[YOUR ASSIGNMENT]:
Take the entries that follow and return exactly the lines from the one holding "an existing database." through the one holding "a schema version.", both included. Nothing else is needed.

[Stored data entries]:
--------------------------------

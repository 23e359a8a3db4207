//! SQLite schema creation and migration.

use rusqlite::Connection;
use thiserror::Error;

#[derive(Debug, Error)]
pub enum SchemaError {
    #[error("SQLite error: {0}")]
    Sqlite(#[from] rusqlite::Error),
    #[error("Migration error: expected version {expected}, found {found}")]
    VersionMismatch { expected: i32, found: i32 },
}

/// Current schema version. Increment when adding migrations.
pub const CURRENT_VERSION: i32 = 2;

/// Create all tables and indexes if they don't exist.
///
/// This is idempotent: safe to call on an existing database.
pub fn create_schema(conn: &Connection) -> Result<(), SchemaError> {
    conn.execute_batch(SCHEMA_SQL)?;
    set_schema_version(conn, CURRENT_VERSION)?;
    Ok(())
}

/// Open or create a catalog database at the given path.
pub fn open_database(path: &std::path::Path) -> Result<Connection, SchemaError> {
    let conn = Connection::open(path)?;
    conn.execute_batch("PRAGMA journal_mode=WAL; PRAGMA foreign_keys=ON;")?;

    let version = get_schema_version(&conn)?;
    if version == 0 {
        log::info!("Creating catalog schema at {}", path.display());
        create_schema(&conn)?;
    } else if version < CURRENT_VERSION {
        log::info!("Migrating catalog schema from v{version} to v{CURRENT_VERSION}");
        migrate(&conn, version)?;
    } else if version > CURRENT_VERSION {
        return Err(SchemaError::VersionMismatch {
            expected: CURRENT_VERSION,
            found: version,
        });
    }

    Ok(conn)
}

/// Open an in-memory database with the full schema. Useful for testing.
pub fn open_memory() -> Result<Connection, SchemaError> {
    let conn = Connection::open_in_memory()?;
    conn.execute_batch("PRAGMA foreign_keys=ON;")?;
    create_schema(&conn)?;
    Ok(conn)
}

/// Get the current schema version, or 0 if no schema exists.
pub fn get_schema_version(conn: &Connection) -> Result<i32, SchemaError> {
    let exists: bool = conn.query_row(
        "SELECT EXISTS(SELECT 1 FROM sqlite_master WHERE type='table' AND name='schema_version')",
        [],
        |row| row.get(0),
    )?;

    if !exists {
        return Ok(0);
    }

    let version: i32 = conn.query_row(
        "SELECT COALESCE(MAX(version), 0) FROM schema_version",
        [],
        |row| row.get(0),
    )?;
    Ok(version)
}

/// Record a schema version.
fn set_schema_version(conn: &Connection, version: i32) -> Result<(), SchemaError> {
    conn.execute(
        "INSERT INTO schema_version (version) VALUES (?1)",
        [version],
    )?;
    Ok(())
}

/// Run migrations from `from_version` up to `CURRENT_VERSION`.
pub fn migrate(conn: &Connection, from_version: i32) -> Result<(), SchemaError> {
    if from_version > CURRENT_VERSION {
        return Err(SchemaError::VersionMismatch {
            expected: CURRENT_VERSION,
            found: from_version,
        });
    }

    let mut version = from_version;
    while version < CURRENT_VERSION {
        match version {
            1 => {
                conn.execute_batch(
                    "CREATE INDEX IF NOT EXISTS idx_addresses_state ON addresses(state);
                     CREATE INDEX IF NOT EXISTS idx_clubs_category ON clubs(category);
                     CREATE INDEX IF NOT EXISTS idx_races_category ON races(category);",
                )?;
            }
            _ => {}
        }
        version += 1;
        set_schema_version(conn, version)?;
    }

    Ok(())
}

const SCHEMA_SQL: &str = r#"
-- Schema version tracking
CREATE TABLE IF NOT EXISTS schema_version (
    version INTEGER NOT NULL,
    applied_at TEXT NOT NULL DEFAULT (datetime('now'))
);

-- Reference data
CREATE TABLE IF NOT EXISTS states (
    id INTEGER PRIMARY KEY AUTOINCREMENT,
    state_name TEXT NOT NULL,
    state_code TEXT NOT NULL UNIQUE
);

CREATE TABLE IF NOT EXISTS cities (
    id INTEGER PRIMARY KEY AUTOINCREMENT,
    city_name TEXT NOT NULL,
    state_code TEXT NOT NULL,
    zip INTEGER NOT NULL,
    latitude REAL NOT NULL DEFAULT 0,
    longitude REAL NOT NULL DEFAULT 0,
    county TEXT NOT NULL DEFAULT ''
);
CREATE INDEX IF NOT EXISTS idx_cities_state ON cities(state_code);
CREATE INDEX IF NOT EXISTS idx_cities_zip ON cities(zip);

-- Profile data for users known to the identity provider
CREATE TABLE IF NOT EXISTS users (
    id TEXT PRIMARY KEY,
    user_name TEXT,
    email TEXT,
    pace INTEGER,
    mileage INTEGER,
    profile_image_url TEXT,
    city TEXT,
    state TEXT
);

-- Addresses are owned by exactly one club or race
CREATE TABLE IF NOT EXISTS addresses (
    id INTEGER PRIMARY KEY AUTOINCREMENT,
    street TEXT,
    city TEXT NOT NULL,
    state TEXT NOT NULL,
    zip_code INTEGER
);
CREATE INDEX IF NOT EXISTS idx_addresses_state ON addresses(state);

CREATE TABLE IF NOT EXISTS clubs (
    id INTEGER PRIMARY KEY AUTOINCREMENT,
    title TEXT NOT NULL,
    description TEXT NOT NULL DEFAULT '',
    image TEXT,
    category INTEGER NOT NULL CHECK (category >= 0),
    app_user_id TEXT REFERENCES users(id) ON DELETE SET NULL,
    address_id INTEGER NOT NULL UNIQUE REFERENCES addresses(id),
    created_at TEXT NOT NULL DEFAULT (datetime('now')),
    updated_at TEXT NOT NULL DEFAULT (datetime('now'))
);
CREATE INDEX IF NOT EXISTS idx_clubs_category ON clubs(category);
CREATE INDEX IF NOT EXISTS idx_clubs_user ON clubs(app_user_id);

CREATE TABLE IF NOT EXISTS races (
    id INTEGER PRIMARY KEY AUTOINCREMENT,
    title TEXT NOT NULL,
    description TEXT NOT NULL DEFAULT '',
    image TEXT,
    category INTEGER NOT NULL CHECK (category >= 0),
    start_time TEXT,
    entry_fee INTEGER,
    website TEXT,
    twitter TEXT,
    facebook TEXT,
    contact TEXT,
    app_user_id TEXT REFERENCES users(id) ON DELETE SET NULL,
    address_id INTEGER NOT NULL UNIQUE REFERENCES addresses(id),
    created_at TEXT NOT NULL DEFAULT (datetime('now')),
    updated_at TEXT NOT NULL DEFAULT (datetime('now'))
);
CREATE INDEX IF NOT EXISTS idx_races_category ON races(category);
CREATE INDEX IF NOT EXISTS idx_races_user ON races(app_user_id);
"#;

--------------------------------

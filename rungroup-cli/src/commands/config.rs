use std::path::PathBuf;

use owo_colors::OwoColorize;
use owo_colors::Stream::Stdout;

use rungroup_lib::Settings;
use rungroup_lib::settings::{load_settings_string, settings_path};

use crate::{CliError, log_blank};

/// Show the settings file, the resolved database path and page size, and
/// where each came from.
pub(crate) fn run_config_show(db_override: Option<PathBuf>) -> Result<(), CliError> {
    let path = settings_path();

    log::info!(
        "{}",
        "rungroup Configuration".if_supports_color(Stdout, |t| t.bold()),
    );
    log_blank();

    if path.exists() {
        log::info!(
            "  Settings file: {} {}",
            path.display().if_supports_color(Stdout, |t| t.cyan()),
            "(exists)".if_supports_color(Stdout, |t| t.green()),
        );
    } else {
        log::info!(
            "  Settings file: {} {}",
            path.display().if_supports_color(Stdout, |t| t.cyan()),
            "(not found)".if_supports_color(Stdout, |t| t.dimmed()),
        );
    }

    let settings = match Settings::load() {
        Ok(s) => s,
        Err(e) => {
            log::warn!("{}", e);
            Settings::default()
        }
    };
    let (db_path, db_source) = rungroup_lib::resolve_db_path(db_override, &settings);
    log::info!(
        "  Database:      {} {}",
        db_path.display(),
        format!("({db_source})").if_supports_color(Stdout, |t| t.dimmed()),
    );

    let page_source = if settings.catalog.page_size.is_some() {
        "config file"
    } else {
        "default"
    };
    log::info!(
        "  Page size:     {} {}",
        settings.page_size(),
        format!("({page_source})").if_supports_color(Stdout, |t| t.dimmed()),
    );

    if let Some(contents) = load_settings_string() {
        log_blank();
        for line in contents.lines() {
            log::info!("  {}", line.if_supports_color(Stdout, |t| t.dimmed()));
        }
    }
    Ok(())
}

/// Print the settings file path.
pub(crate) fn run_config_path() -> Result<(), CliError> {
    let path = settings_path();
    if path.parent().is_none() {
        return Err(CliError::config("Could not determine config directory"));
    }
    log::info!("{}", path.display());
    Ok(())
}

--------------------------------

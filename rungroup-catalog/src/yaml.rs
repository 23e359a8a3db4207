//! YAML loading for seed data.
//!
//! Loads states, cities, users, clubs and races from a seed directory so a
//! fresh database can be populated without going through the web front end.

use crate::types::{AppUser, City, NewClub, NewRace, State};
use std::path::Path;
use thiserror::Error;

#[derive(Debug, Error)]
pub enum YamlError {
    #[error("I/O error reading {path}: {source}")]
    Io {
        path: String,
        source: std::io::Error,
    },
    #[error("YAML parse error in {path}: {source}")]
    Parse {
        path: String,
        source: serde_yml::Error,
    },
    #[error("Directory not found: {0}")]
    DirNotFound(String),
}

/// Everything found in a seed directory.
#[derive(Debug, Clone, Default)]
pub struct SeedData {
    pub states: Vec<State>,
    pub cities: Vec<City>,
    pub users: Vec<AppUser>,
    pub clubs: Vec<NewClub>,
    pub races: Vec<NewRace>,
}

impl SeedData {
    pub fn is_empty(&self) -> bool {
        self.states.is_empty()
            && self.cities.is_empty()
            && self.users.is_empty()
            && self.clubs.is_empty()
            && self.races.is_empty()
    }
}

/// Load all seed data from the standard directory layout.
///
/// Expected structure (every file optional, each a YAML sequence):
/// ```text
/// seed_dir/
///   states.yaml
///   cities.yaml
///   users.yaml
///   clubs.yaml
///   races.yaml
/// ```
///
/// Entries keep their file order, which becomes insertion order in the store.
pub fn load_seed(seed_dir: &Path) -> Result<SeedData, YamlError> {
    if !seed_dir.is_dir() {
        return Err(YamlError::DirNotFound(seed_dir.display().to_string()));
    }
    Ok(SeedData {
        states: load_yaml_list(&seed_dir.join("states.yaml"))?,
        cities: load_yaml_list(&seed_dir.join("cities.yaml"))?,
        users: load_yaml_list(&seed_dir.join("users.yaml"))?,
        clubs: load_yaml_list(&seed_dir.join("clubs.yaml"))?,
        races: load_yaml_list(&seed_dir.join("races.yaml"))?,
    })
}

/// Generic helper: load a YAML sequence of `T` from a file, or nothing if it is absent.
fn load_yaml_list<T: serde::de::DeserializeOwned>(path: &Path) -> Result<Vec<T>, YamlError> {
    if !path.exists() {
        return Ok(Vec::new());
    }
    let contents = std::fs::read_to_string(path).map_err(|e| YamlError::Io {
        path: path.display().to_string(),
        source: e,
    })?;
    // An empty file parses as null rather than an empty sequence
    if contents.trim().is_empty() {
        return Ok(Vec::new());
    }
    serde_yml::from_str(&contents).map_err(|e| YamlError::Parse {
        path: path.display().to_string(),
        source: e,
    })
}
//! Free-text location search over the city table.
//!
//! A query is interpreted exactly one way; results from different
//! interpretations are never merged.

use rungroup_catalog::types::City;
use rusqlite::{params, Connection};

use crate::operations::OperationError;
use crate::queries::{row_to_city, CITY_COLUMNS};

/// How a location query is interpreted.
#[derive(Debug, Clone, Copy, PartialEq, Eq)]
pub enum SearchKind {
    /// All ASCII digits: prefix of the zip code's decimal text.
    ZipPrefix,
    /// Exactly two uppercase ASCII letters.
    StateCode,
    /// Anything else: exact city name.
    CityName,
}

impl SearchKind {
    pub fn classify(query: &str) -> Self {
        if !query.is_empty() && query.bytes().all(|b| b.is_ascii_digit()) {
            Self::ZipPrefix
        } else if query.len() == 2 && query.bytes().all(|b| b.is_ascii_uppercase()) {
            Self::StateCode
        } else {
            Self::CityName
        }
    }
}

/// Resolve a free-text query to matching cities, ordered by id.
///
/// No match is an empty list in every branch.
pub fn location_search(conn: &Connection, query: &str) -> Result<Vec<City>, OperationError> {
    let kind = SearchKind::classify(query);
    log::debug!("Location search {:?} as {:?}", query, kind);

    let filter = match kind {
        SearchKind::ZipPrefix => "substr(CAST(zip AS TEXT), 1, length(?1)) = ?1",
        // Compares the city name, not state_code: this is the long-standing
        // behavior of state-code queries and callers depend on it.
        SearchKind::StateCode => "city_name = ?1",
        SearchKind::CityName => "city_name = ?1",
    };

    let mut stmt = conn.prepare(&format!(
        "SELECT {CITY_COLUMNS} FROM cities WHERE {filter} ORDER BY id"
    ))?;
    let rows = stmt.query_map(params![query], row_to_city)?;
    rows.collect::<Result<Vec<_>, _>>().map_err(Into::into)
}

--------------------------------

[ANSWER BELOW]:
/// This is idempotent: safe to call on an existing database.
pub fn create_schema(conn: &Connection) -> Result<(), SchemaError> {
    conn.execute_batch(SCHEMA_SQL)?;
    set_schema_version(conn, CURRENT_VERSION)?;
    Ok(())
}

/// Open or create a catalog database at the given path.
pub fn open_database(path: &std::path::Path) -> Result<Connection, SchemaError> {
    let conn = Connection::open(path)?;
    conn.execute_batch("PRAGMA journal_mode=WAL; PRAGMA foreign_keys=ON;")?;

    let version = get_schema_version(&conn)?;
    if version == 0 {
        log::info!("Creating catalog schema at {}", path.display());
        create_schema(&conn)?;
    } else if version < CURRENT_VERSION {
        log::info!("Migrating catalog schema from v{version} to v{CURRENT_VERSION}");
        migrate(&conn, version)?;
    } else if version > CURRENT_VERSION {
        return Err(SchemaError::VersionMismatch {
            expected: CURRENT_VERSION,
            found: version,
        });
    }

    Ok(conn)
}

/// Open an in-memory database with the full schema. Useful for testing.
pub fn open_memory() -> Result<Connection, SchemaError> {
    let conn = Connection::open_in_memory()?;
    conn.execute_batch("PRAGMA foreign_keys=ON;")?;
    create_schema(&conn)?;
    Ok(conn)
}

/// Get the current schema version, or 0 if no schema exists.
pub fn get_schema_version(conn: &Connection) -> Result<i32, SchemaError> {
    let exists: bool = conn.query_row(
        "SELECT EXISTS(SELECT 1 FROM sqlite_master WHERE type='table' AND name='schema_version')",
        [],
        |row| row.get(0),
    )?;

    if !exists {
        return Ok(0);
    }

    let version: i32 = conn.query_row(
        "SELECT COALESCE(MAX(version), 0) FROM schema_version",
        [],
        |row| row.get(0),
    )?;
    Ok(version)
}

/// Record a schema version.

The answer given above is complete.